Il autofinance ses plantations grâce aux primes de restructuration européennes. Il plante à 5 000 pieds/ha, choisit des porte-greffes peu productifs (Riparia et 101-14). Il effeuille, enherbe le vignoble. Mais il va trop loin. En 2004, il ' lève le pied ' : il retravaille un rang sur deux. Par ailleurs, il ébourgeonne et éclaircit les parcelles destinées à la bouteille. A l'arrivée, elles donnent des rendements inférieurs à celles destinées au vrac : 45 hl/ha en 2004, 53 hl/ha en 2005.
Son père avait arraché un rang sur deux et rehaussé les vignes pour travailler plus confortablement. Fabien fait l'inverse : il rabaisse les souches. Elles étaient établies à 1,10 m. Il garde des pampres pour les amener à 50 cm. Il obtient 5 000 m 2/ha de surface de feuillage. Il lui a fallu sept ans pour réaliser ce travail sur 14 ha.

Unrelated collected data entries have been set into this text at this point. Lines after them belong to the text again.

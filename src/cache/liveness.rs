//! Liveness Tracking Module
//!
//! Observes values without extending their lifetime, and records which
//! registrations have lost their last strong handle.
//!
//! Nothing here fires on its own: [`FinalizationRegistry::drain_collected`]
//! is polled by the cache, either from the background sweep task or on
//! demand. Readers must still call [`WeakHandle::resolve`] on access, since a
//! value can die long before the next drain.

use std::any::Any;
use std::collections::HashMap;
use std::fmt;
use std::sync::atomic::{AtomicU64, Ordering};
use std::sync::{Arc, Weak};

static NEXT_UNREGISTER_TOKEN: AtomicU64 = AtomicU64::new(1);

// == Weak Handle ==
/// Non-owning observation handle to a value.
///
/// Once `resolve` returns `None` it returns `None` forever.
pub struct WeakHandle<V> {
    inner: Weak<V>,
}

impl<V> WeakHandle<V> {
    /// Starts observing `value`.
    pub fn observe(value: &Arc<V>) -> Self {
        Self {
            inner: Arc::downgrade(value),
        }
    }

    /// Returns the value while any strong handle to it is still alive.
    pub fn resolve(&self) -> Option<Arc<V>> {
        self.inner.upgrade()
    }

    pub fn is_dead(&self) -> bool {
        self.inner.strong_count() == 0
    }
}

impl<V> Clone for WeakHandle<V> {
    fn clone(&self) -> Self {
        Self {
            inner: self.inner.clone(),
        }
    }
}

impl<V> fmt::Debug for WeakHandle<V> {
    fn fmt(&self, f: &mut fmt::Formatter<'_>) -> fmt::Result {
        f.debug_struct("WeakHandle")
            .field("dead", &self.is_dead())
            .finish()
    }
}

// == Unregister Token ==
/// Disposal token used to cancel a pending registration.
#[derive(Debug, Clone, Copy, PartialEq, Eq, Hash)]
pub struct UnregisterToken(u64);

impl UnregisterToken {
    /// Creates a token that no other call has returned.
    pub fn new() -> Self {
        Self(NEXT_UNREGISTER_TOKEN.fetch_add(1, Ordering::Relaxed))
    }
}

impl Default for UnregisterToken {
    fn default() -> Self {
        Self::new()
    }
}

// == Registration ==
struct Registration<H> {
    target: Weak<dyn Any + Send + Sync>,
    held: H,
    token: Option<UnregisterToken>,
}

// == Finalization Registry ==
/// Shared registry of (target, held value, unregister token) triples.
///
/// One registry serves many registrations: `held` tells the caller which
/// registration a collected target belonged to, the token cancels it.
pub struct FinalizationRegistry<H> {
    next_id: u64,
    registrations: HashMap<u64, Registration<H>>,
    by_token: HashMap<UnregisterToken, Vec<u64>>,
}

impl<H> FinalizationRegistry<H> {
    // == Constructor ==
    pub fn new() -> Self {
        Self {
            next_id: 0,
            registrations: HashMap::new(),
            by_token: HashMap::new(),
        }
    }

    // == Register ==
    /// Watches `target`; once it has no strong handle left, `held` is
    /// returned by the next [`Self::drain_collected`].
    pub fn register<T>(&mut self, target: &Arc<T>, held: H, token: Option<UnregisterToken>)
    where
        T: Send + Sync + 'static,
    {
        let erased: Arc<dyn Any + Send + Sync> = target.clone();
        let id = self.next_id;
        self.next_id += 1;

        if let Some(token) = token {
            self.by_token.entry(token).or_default().push(id);
        }
        self.registrations.insert(
            id,
            Registration {
                target: Arc::downgrade(&erased),
                held,
                token,
            },
        );
    }

    // == Unregister ==
    /// Cancels every pending registration made with `token`.
    ///
    /// Returns `false` if the token is unknown, already unregistered, or
    /// already consumed by a drain.
    pub fn unregister(&mut self, token: UnregisterToken) -> bool {
        match self.by_token.remove(&token) {
            Some(ids) => {
                for id in ids {
                    self.registrations.remove(&id);
                }
                true
            }
            None => false,
        }
    }

    // == Drain Collected ==
    /// Removes and returns the held values of all registrations whose target
    /// has been dropped.
    pub fn drain_collected(&mut self) -> Vec<H> {
        let dead: Vec<u64> = self
            .registrations
            .iter()
            .filter(|(_, registration)| registration.target.strong_count() == 0)
            .map(|(id, _)| *id)
            .collect();

        let mut collected = Vec::with_capacity(dead.len());
        for id in dead {
            if let Some(registration) = self.registrations.remove(&id) {
                if let Some(token) = registration.token {
                    self.forget_token(token, id);
                }
                collected.push(registration.held);
            }
        }
        collected
    }

    // == Length ==
    /// Returns the number of pending registrations.
    pub fn len(&self) -> usize {
        self.registrations.len()
    }

    pub fn is_empty(&self) -> bool {
        self.registrations.is_empty()
    }

    fn forget_token(&mut self, token: UnregisterToken, id: u64) {
        if let Some(ids) = self.by_token.get_mut(&token) {
            ids.retain(|other| *other != id);
            if ids.is_empty() {
                self.by_token.remove(&token);
            }
        }
    }
}

impl<H> Default for FinalizationRegistry<H> {
    fn default() -> Self {
        Self::new()
    }
}

impl<H> fmt::Debug for FinalizationRegistry<H> {
    fn fmt(&self, f: &mut fmt::Formatter<'_>) -> fmt::Result {
        f.debug_struct("FinalizationRegistry")
            .field("registrations", &self.registrations.len())
            .finish()
    }
}

// == Unit Tests ==
#[cfg(test)]
mod tests {
    use super::*;

    #[test]
    fn test_weak_handle_resolves_while_alive() {
        let value = Arc::new("payload".to_string());
        let handle = WeakHandle::observe(&value);

        assert_eq!(handle.resolve().as_deref(), Some(&"payload".to_string()));
        assert!(!handle.is_dead());
        // Observation must not add a strong reference.
        assert_eq!(Arc::strong_count(&value), 1);
    }

    #[test]
    fn test_weak_handle_never_resurrects() {
        let value = Arc::new(42u32);
        let handle = WeakHandle::observe(&value);
        drop(value);

        assert!(handle.is_dead());
        assert!(handle.resolve().is_none());
        assert!(handle.clone().resolve().is_none());
    }

    #[test]
    fn test_unregister_tokens_are_unique() {
        assert_ne!(UnregisterToken::new(), UnregisterToken::new());
    }

    #[test]
    fn test_drain_returns_only_dead_targets() {
        let mut registry = FinalizationRegistry::new();
        let alive = Arc::new(1u8);
        let dead = Arc::new(2u8);

        registry.register(&alive, "alive", None);
        registry.register(&dead, "dead", None);
        drop(dead);

        assert_eq!(registry.drain_collected(), vec!["dead"]);
        assert_eq!(registry.len(), 1);
        // A drained registration is gone for good.
        assert!(registry.drain_collected().is_empty());
    }

    #[test]
    fn test_unregister_cancels_pending_notification() {
        let mut registry = FinalizationRegistry::new();
        let value = Arc::new(());
        let token = UnregisterToken::new();

        registry.register(&value, "entry", Some(token));
        assert!(registry.unregister(token));
        drop(value);

        assert!(registry.drain_collected().is_empty());
        assert!(registry.is_empty());
    }

    #[test]
    fn test_unregister_twice_or_after_drain_is_harmless() {
        let mut registry = FinalizationRegistry::new();
        let value = Arc::new(());
        let token = UnregisterToken::new();

        registry.register(&value, 7, Some(token));
        drop(value);
        assert_eq!(registry.drain_collected(), vec![7]);

        assert!(!registry.unregister(token));
        assert!(!registry.unregister(token));
        assert!(!registry.unregister(UnregisterToken::new()));
    }

    #[test]
    fn test_shared_token_cancels_all_its_registrations() {
        let mut registry = FinalizationRegistry::new();
        let a = Arc::new(1);
        let b = Arc::new(2);
        let token = UnregisterToken::new();

        registry.register(&a, 'a', Some(token));
        registry.register(&b, 'b', Some(token));
        assert_eq!(registry.len(), 2);

        assert!(registry.unregister(token));
        assert!(registry.is_empty());
    }
}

En 2000, il commande une cartographie des sols de l'exploitation. Elle est devenue ' sa bible '. Sous la houlette de Pierre Guérin, l'oenologue de l'interprofession des vins de Bergerac, il pousse les maturités au maximum. Il apprend à évaluer la maturité des peaux et des pépins à la vigne. Pour cela, il croque les pépins. Lorsqu'ils ' ont un goût de noisette sans astringence ', il sait qu'ils sont mûrs. Il vendange aux heures fraîches. Il vinifie les parcelles par lots selon les indications cartographiques et la destination des vins (vrac ou cols).
Sur les rouges, il pratique une macération préfermentaire à froid (10°C) durant une semaine. Il chauffe ensuite à 20°C pour démarrer les fermentations sans levure. Les blancs macèrent dans le pressoir, sont pressurés, puis les moûts stabulent entre 5 et 10°C pendant une semaine. Tous sont levurés. Les rosés sont faits en pressurage direct et levurés. Blancs et rosés sont élevés une quinzaine de jours sur lies fines avec bâtonnage.

Le côtes-de-bergerac rouge, son haut de gamme (5 500 bouteilles), est élevé en barriques de chêne entre douze et dix-huit mois. Fabien Charron est favorable à la transformation du nom de cette AOC en Bergerac 1 er cru. En revanche, il est hostile au ' vin de pays d'Atlantique '. Il préfère ' vin de pays du Périgord ', un nom plus porteur.
Sur le plan commercial, il se met sur les rangs des dégustations pour les revues et les concours, et rafle quelques citations et médailles. Depuis 1999, il a un agent sur Paris. Au départ, il participe à des salons, puis s'arrête. En 1998, il commercialise 6 000 bouteilles. Aujourd'hui, 50 000 cols sortent de son domaine. Il en vend 15 000 lui-même. Le reste est vendu par le négoce. ' Je ne peux aller plus vite, car je dois trouver les marchés. '
Bien que les prix du vrac baissent, Fabien Charron ' ne cède pas '. Les négociants qui lui achètent ses vins sont en quête de qualité. Ils ' jouent vraiment le jeu ' sans trop se faire prier. ' Ils sont sur la même longueur d'onde. ' Si bien qu'il vend son bergerac 1 000 euros le tonneau de 900 l, au minimum.

Le négoce bergeracois Julien de Savignac lui achète aussi des bergeracs en bouteilles dans les trois couleurs, avec un prix plancher de 2,50 euros HT et de 9,90 euros HT pour le côtes-de-bergerac.
Le négociant bordelais Cordier achète son bordeaux en vrac avec le nom du château. Il assure sa mise en bouteilles et sa commercialisation. Fabien Charron touche 1 200 euros/tonneau. ' Les efforts qualitatifs sont rémunérés . Mais je n'ai pas le droit de me tromper. Je dois faire de la qualité tous les ans . '
Fabien Charron n'entend pas entrer dans une logique 100 % bouteilles. A terme, il vise moitié-moitié des volumes entre bouteilles et vrac. Il espère bien continuer à vendre ses vins au négoce à un bon prix. A 32 ans, il souhaite conserver ' une certaine qualité de vie '.